7 months... and then I was engaged for all of 3 or 4 weeks before we got married. We actually set the date and got the license before he got the ring :grin:
thats a man that was ready for a commitment......he wanted to make sure he had you girl!!you go girl!!!!! high 5.:grin:
 
yep,a man will linger on as long as he can,knowing hell never marry you.

...but as I have witnessed, while he is with a girl he doesn't want, he is grooming himself and waiting for what he does want. When he sees it, he'll dump the girl he has been with for 6-7 years for a woman he has known for one month. Then marry her shortly after.

I saw that happen and was totally annoyed by the guy and his "new bride" when we all went out to eat. Maybe I should have been mad at the long term girlfriend for staying so long, but I just felt like the girlfriend worked so long and hard for it just for another woman - much less attractive with less things going for her - to come and swoop him up so quickly. :ohwell: I guess men just like what they like.:ohwell:
 
...but as I have witnessed, while he is with a girl he doesn't want, he is grooming himself and waiting for what he does want. When he sees it, he'll dump the girl he has been with for 6-7 years for a woman he has known for one month. Then marry her shortly after.
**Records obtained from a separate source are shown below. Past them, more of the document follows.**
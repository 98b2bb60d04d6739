//! CassandraCluster controller implementation
//!
//! One reconcile pass runs, in order: PVC finalizer sync, the change guard,
//! the rack loop, status aggregation, the seed-list barrier and seed-list
//! planning. Status and spec are persisted at the end of the pass.

use std::sync::Arc;
use std::time::Duration;

use async_trait::async_trait;
use chrono::Utc;
use k8s_openapi::api::apps::v1::StatefulSet;
use k8s_openapi::api::core::v1::{PersistentVolumeClaim, Pod, Secret, Service};
use kube::api::{Api, DeleteParams, ListParams, Patch, PatchParams, PostParams};
use kube::runtime::controller::Action;
use kube::{Client, ResourceExt};
use tracing::{debug, error, info, instrument, warn};

#[cfg(test)]
use mockall::automock;

use cassandra_common::crd::{
    ActionStatus, CassandraCluster, CassandraClusterStatus, ClusterPhase,
};
use cassandra_common::events::{ClusterEvent, EventPublisher, KubeEventPublisher};
use cassandra_common::kube_utils::patch_resource_status;
use cassandra_common::{Error, DEFAULT_JOLOKIA_PORT, FIELD_MANAGER, PVC_FINALIZER};

use crate::actions::{RackActions, StatefulSetActions};
use crate::guard::{self, Verdict};
use crate::jolokia::{JolokiaClient, LiveQueryClient};
use crate::pod_operations::{DecommissionOperations, PodOperations};
use crate::racks::{self, RackPass};
use crate::{seeds, status};

/// Requeue delay while a rack is busy
pub const BUSY_REQUEUE: Duration = Duration::from_secs(5);

/// Requeue delay once every rack is quiescent
pub const IDLE_REQUEUE: Duration = Duration::from_secs(60);

/// Requeue delay after a failed pass
pub const ERROR_REQUEUE: Duration = Duration::from_secs(30);

/// Kubernetes operations the reconciler needs.
///
/// Mocked in tests; [`KubeClientImpl`] in production.
#[cfg_attr(test, automock)]
#[async_trait]
pub trait KubeClient: Send + Sync {
    /// Get a StatefulSet, `None` when absent
    async fn get_statefulset(
        &self,
        namespace: &str,
        name: &str,
    ) -> Result<Option<StatefulSet>, Error>;

    /// Create a StatefulSet
    async fn create_statefulset(&self, namespace: &str, sts: &StatefulSet) -> Result<(), Error>;

    /// Replace a StatefulSet; `sts` must carry the stored resourceVersion
    async fn replace_statefulset(&self, namespace: &str, sts: &StatefulSet) -> Result<(), Error>;

    /// Delete a StatefulSet; `Error::NotFound` when absent
    async fn delete_statefulset(&self, namespace: &str, name: &str) -> Result<(), Error>;

    /// Create or update a Service with server-side apply
    async fn ensure_service(&self, namespace: &str, service: &Service) -> Result<(), Error>;

    /// Delete a Service; `Error::NotFound` when absent
    async fn delete_service(&self, namespace: &str, name: &str) -> Result<(), Error>;

    /// List pods matching a label selector
    async fn list_pods(&self, namespace: &str, selector: &str) -> Result<Vec<Pod>, Error>;

    /// Delete every volume claim matching a label selector, returning how many
    async fn delete_pvcs(&self, namespace: &str, selector: &str) -> Result<usize, Error>;

    /// Get a Secret, `None` when absent
    async fn get_secret(&self, namespace: &str, name: &str) -> Result<Option<Secret>, Error>;

    /// Replace the cluster object (spec, metadata) honouring its resourceVersion
    async fn update_cluster(&self, cluster: &CassandraCluster) -> Result<CassandraCluster, Error>;

    /// Merge-patch the status sub-resource of a cluster
    async fn patch_status(
        &self,
        namespace: &str,
        name: &str,
        status: &CassandraClusterStatus,
    ) -> Result<(), Error>;
}

/// Real Kubernetes client implementation
pub struct KubeClientImpl {
    client: Client,
}

impl KubeClientImpl {
    /// Create a new KubeClientImpl wrapping the given kube Client
    pub fn new(client: Client) -> Self {
        Self { client }
    }
}

fn map_not_found(err: kube::Error, kind: &str, name: &str) -> Error {
    match err {
        kube::Error::Api(ae) if ae.code == 404 => Error::not_found(kind, name),
        other => other.into(),
    }
}

#[async_trait]
impl KubeClient for KubeClientImpl {
    async fn get_statefulset(
        &self,
        namespace: &str,
        name: &str,
    ) -> Result<Option<StatefulSet>, Error> {
        let api: Api<StatefulSet> = Api::namespaced(self.client.clone(), namespace);
        Ok(api.get_opt(name).await?)
    }

    async fn create_statefulset(&self, namespace: &str, sts: &StatefulSet) -> Result<(), Error> {
        let api: Api<StatefulSet> = Api::namespaced(self.client.clone(), namespace);
        api.create(&PostParams::default(), sts).await?;
        Ok(())
    }

    async fn replace_statefulset(&self, namespace: &str, sts: &StatefulSet) -> Result<(), Error> {
        let api: Api<StatefulSet> = Api::namespaced(self.client.clone(), namespace);
        let name = sts.name_any();
        api.replace(&name, &PostParams::default(), sts).await?;
        Ok(())
    }

    async fn delete_statefulset(&self, namespace: &str, name: &str) -> Result<(), Error> {
        let api: Api<StatefulSet> = Api::namespaced(self.client.clone(), namespace);
        api.delete(name, &DeleteParams::default())
            .await
            .map_err(|e| map_not_found(e, "StatefulSet", name))?;
        Ok(())
    }

    async fn ensure_service(&self, namespace: &str, service: &Service) -> Result<(), Error> {
        let api: Api<Service> = Api::namespaced(self.client.clone(), namespace);
        let name = service.name_any();
        api.patch(
            &name,
            &PatchParams::apply(FIELD_MANAGER).force(),
            &Patch::Apply(service),
        )
        .await?;
        Ok(())
    }

    async fn delete_service(&self, namespace: &str, name: &str) -> Result<(), Error> {
        let api: Api<Service> = Api::namespaced(self.client.clone(), namespace);
        api.delete(name, &DeleteParams::default())
            .await
            .map_err(|e| map_not_found(e, "Service", name))?;
        Ok(())
    }

    async fn list_pods(&self, namespace: &str, selector: &str) -> Result<Vec<Pod>, Error> {
        let api: Api<Pod> = Api::namespaced(self.client.clone(), namespace);
        let pods = api.list(&ListParams::default().labels(selector)).await?;
        Ok(pods.items)
    }

    async fn delete_pvcs(&self, namespace: &str, selector: &str) -> Result<usize, Error> {
        let api: Api<PersistentVolumeClaim> = Api::namespaced(self.client.clone(), namespace);
        let claims = api.list(&ListParams::default().labels(selector)).await?;
        let mut deleted = 0;
        for claim in claims.items {
            let name = claim.name_any();
            match api.delete(&name, &DeleteParams::default()).await {
                Ok(_) => deleted += 1,
                Err(kube::Error::Api(ae)) if ae.code == 404 => {}
                Err(e) => return Err(e.into()),
            }
        }
        Ok(deleted)
    }

    async fn get_secret(&self, namespace: &str, name: &str) -> Result<Option<Secret>, Error> {
        let api: Api<Secret> = Api::namespaced(self.client.clone(), namespace);
        Ok(api.get_opt(name).await?)
    }

    async fn update_cluster(&self, cluster: &CassandraCluster) -> Result<CassandraCluster, Error> {
        let namespace = cluster.namespace().unwrap_or_default();
        let api: Api<CassandraCluster> = Api::namespaced(self.client.clone(), &namespace);
        Ok(api
            .replace(&cluster.name_any(), &PostParams::default(), cluster)
            .await?)
    }

    async fn patch_status(
        &self,
        namespace: &str,
        name: &str,
        status: &CassandraClusterStatus,
    ) -> Result<(), Error> {
        patch_resource_status::<CassandraCluster>(
            &self.client,
            name,
            namespace,
            status,
            FIELD_MANAGER,
        )
        .await?;
        Ok(())
    }
}

/// Controller context shared by every reconcile pass
pub struct Context {
    /// Kubernetes client for API operations (trait object for testability)
    pub kube: Arc<dyn KubeClient>,
    /// Client used to question live Cassandra members
    pub live_query: Arc<dyn LiveQueryClient>,
    /// Creates and completes per-rack actions
    pub rack_actions: Arc<dyn RackActions>,
    /// Runs bounded pod-level steps (decommission) before StatefulSet changes
    pub pod_operations: Arc<dyn PodOperations>,
    /// Event publisher for emitting Kubernetes Events
    pub events: Arc<dyn EventPublisher>,
    /// Resync period once the cluster has converged
    pub idle_requeue: Duration,
}

impl Context {
    /// Create a builder for constructing a Context
    pub fn builder(client: Client) -> ContextBuilder {
        ContextBuilder::new(client)
    }

    /// Create a context for testing with mock clients
    ///
    /// Pod operations are a no-op and events are dropped; override them on
    /// the returned value when a test needs them.
    #[cfg(test)]
    pub fn for_testing(kube: Arc<dyn KubeClient>, live_query: Arc<dyn LiveQueryClient>) -> Self {
        use crate::pod_operations::NoopPodOperations;
        use cassandra_common::events::NoopEventPublisher;

        Self {
            kube,
            live_query,
            rack_actions: Arc::new(StatefulSetActions),
            pod_operations: Arc::new(NoopPodOperations),
            events: Arc::new(NoopEventPublisher),
            idle_requeue: IDLE_REQUEUE,
        }
    }

    /// Publish an event about `cluster`
    pub(crate) async fn publish(&self, cluster: &CassandraCluster, event: ClusterEvent) {
        self.events.publish(cluster, event).await;
    }
}

/// Builder for constructing [`Context`] instances
///
/// ```text
/// let ctx = Context::builder(client)
///     .jolokia_port(8778)
///     .build()?;
/// ```
pub struct ContextBuilder {
    client: Client,
    jolokia_port: u16,
    jolokia_timeout: Duration,
    idle_requeue: Duration,
}

impl ContextBuilder {
    fn new(client: Client) -> Self {
        Self {
            client,
            jolokia_port: DEFAULT_JOLOKIA_PORT,
            jolokia_timeout: Duration::from_secs(10),
            idle_requeue: IDLE_REQUEUE,
        }
    }

    /// Port of the Jolokia agent in Cassandra pods
    pub fn jolokia_port(mut self, port: u16) -> Self {
        self.jolokia_port = port;
        self
    }

    /// Timeout of a single Jolokia request
    pub fn jolokia_timeout(mut self, timeout: Duration) -> Self {
        self.jolokia_timeout = timeout;
        self
    }

    /// Resync period of a converged cluster
    pub fn idle_requeue(mut self, period: Duration) -> Self {
        self.idle_requeue = period;
        self
    }

    /// Build the Context
    pub fn build(self) -> Result<Context, Error> {
        let kube: Arc<dyn KubeClient> = Arc::new(KubeClientImpl::new(self.client.clone()));
        let live_query: Arc<dyn LiveQueryClient> =
            Arc::new(JolokiaClient::new(self.jolokia_port, self.jolokia_timeout)?);
        let events: Arc<dyn EventPublisher> = Arc::new(KubeEventPublisher::new(
            self.client,
            "cassandra-cluster-controller",
        ));
        let pod_operations = Arc::new(
            DecommissionOperations::new(kube.clone(), live_query.clone())
                .with_events(events.clone()),
        );
        Ok(Context {
            kube,
            live_query,
            rack_actions: Arc::new(StatefulSetActions),
            pod_operations,
            events,
            idle_requeue: self.idle_requeue,
        })
    }
}

/// Reconcile a CassandraCluster resource
///
/// Works on an owned copy of the cluster and of its status; neither
/// survives the pass. Everything needed by the next pass is persisted.
#[instrument(skip(cluster, ctx), fields(cluster = %cluster.name_any()))]
pub async fn reconcile(cluster: Arc<CassandraCluster>, ctx: Arc<Context>) -> Result<Action, Error> {
    let name = cluster.name_any();
    let namespace = cluster
        .namespace()
        .ok_or_else(|| Error::validation_for(&name, "CassandraCluster must be namespaced"))?;
    info!("reconciling cluster");

    cluster.spec.validate(&name)?;

    let deleting = cluster.metadata.deletion_timestamp.is_some();
    if deleting && !cluster.has_finalizer(PVC_FINALIZER) {
        debug!("cluster is being deleted and nothing holds it");
        return Ok(Action::await_change());
    }

    let mut cc = (*cluster).clone();
    let mut status = cluster.status.clone().unwrap_or_default();

    if deleting && !cc.spec.delete_pvc {
        info!("volume claims are kept, releasing cluster");
        cc.finalizers_mut().retain(|f| f != PVC_FINALIZER);
        ctx.kube.update_cluster(&cc).await?;
        return Ok(Action::await_change());
    }
    guard::sync_delete_pvc(&mut cc);

    let verdict = guard::check_non_allowed_changes(&mut cc, &mut status, &ctx).await?;
    match verdict {
        Verdict::Allowed => {}
        Verdict::Rejected => {
            persist(&cluster, &mut cc, &status, &namespace, &ctx).await?;
            return Ok(Action::requeue(BUSY_REQUEUE));
        }
        Verdict::DatacenterRemoved => {
            cc.annotate_last_applied()?;
            persist(&cluster, &mut cc, &status, &namespace, &ctx).await?;
            return Ok(Action::requeue(BUSY_REQUEUE));
        }
    }

    let pass = racks::reconcile_racks(&mut cc, &mut status, &ctx).await?;

    if deleting {
        if !cc.has_finalizer(PVC_FINALIZER) {
            info!("volume claims deleted, releasing cluster");
            return Ok(Action::await_change());
        }
        persist_status(&cluster, &status, &namespace, &ctx).await?;
        return Ok(Action::requeue(BUSY_REQUEUE));
    }

    status::aggregate_cluster_status(&cc, &mut status);
    // racks put at the barrier this pass are released on a later one
    status::flip_seed_list_barrier(&cc, &mut status, Utc::now());
    if seeds::check_seed_list(&mut cc, &mut status, Utc::now()) {
        let seeds = cc.spec.seed_list.clone();
        ctx.publish(&cc, ClusterEvent::SeedListUpdated { seeds }).await;
    }

    cc.annotate_last_applied()?;
    persist(&cluster, &mut cc, &status, &namespace, &ctx).await?;

    let idle = matches!(pass, RackPass::Completed)
        && status.phase == ClusterPhase::Running
        && status.last_cluster_action_status == ActionStatus::Done;
    Ok(Action::requeue(if idle { ctx.idle_requeue } else { BUSY_REQUEUE }))
}

/// Write back the spec/metadata and the status when they changed.
///
/// The object is replaced first: the status patch bumps the
/// resourceVersion the replace depends on.
async fn persist(
    original: &CassandraCluster,
    cc: &mut CassandraCluster,
    status: &CassandraClusterStatus,
    namespace: &str,
    ctx: &Context,
) -> Result<(), Error> {
    let object_changed = cc.spec != original.spec
        || cc.metadata.annotations != original.metadata.annotations
        || cc.metadata.finalizers != original.metadata.finalizers;
    if object_changed {
        debug!("updating cluster object");
        let updated = ctx.kube.update_cluster(cc).await?;
        cc.metadata.resource_version = updated.metadata.resource_version;
    }
    persist_status(original, status, namespace, ctx).await
}

async fn persist_status(
    original: &CassandraCluster,
    status: &CassandraClusterStatus,
    namespace: &str,
    ctx: &Context,
) -> Result<(), Error> {
    if original.status.as_ref() == Some(status) {
        return Ok(());
    }
    ctx.kube
        .patch_status(namespace, &original.name_any(), status)
        .await
}

/// Error policy for the controller
pub fn error_policy(cluster: Arc<CassandraCluster>, error: &Error, _ctx: Arc<Context>) -> Action {
    if error.is_retryable() {
        warn!(?error, cluster = %cluster.name_any(), "reconciliation failed, retrying");
    } else {
        error!(?error, cluster = %cluster.name_any(), "reconciliation failed");
    }
    Action::requeue(ERROR_REQUEUE)
}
I saw that happen and was totally annoyed by the guy and his "new bride" when we all went out to eat. Maybe I should have been mad at the long term girlfriend for staying so long, but I just felt like the girlfriend worked so long and hard for it just for another woman - much less attractive with less things going for her - to come and swoop him up so quickly. :ohwell: I guess men just like what they like.:ohwell:
yep.it happens a lot. i wasted 12 years,then i had the courage to leave...and guess what i learned....looks dont matter to men when it comes to having a partner to be with....and thats real...he mayor may not be attracted to you face or body wise,but what wins his heart is how he feels when hes with you.thats why i tell women all the time,buying him things,this and that,wont make him love you anymore or any less then how he already does.real talk!!!!!!!!!!!!!:drunk:
 
Proposed after 5 years, neither one of us were in a hurry to get married. Couldn't afford an engagement ring, we had wedding bands. SO, I never received an engagement ring.
 
I got mine after 3 years. Although we talked marriage like a month into the relationship.
 
Proposed after 5 years, neither one of us were in a hurry to get married. Couldn't afford an engagement ring, we had wedding bands. SO, I never received an engagement ring.
5 years is an exception...but a lot of wemen waste several years,no ring,no marriage...oh yeah...they do get a broken heart.:lachen::wallbash::lachen:
 
yep.it happens a lot. i wasted 12 years,then i had the courage to leave...and guess what i learned....looks dont matter to men when it comes to having a partner to be with....and thats real...he mayor may not be attracted to you face or body wise,but what wins his heart is how he feels when hes with you.thats why i tell women all the time,buying him things,this and that,wont make him love you anymore or any less then how he already does.real talk!!!!!!!!!!!!!:drunk:

That there sure is real talk.:yep: No matter how much women want to deny it. It's just real life.